**What this task involves:**
Filter the entries down to the lines holding "insert", then copy those lines.

**Extracted entries:**
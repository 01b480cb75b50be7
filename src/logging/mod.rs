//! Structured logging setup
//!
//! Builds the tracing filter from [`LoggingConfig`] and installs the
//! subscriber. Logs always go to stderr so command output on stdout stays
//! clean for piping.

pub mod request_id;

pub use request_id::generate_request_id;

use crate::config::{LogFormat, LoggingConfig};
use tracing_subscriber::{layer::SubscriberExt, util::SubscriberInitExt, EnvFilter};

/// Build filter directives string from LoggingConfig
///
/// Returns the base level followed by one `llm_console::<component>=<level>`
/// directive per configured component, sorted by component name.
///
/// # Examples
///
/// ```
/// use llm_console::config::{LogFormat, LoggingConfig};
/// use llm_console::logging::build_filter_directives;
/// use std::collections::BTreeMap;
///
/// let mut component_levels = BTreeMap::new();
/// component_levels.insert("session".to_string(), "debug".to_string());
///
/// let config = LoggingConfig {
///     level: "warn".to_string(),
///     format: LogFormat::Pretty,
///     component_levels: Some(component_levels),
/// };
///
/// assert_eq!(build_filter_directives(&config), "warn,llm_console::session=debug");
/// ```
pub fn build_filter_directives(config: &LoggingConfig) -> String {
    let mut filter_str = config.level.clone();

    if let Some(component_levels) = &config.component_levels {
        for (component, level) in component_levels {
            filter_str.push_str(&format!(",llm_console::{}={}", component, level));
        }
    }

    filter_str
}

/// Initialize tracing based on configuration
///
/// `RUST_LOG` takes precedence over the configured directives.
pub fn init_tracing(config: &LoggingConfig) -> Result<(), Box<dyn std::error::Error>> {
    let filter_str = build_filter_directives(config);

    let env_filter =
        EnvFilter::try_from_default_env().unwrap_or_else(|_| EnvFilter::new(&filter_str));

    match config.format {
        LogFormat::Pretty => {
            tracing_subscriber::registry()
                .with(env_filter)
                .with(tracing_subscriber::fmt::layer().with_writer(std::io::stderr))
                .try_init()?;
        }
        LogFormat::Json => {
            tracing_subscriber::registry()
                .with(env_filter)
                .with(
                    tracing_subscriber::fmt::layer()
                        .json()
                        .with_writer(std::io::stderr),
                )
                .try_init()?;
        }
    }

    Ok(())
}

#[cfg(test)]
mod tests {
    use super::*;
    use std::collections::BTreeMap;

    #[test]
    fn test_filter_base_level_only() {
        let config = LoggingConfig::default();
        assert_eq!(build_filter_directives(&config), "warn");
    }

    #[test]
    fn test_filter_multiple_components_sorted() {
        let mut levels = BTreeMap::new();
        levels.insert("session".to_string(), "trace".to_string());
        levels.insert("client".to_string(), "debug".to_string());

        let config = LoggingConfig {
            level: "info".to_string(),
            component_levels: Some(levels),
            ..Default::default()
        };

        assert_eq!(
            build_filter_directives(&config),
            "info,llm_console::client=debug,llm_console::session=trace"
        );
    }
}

**Reply:**
/// component_levels.insert("session".to_string(), "debug".to_string());
        levels.insert("session".to_string(), "trace".to_string());
        levels.insert("client".to_string(), "debug".to_string());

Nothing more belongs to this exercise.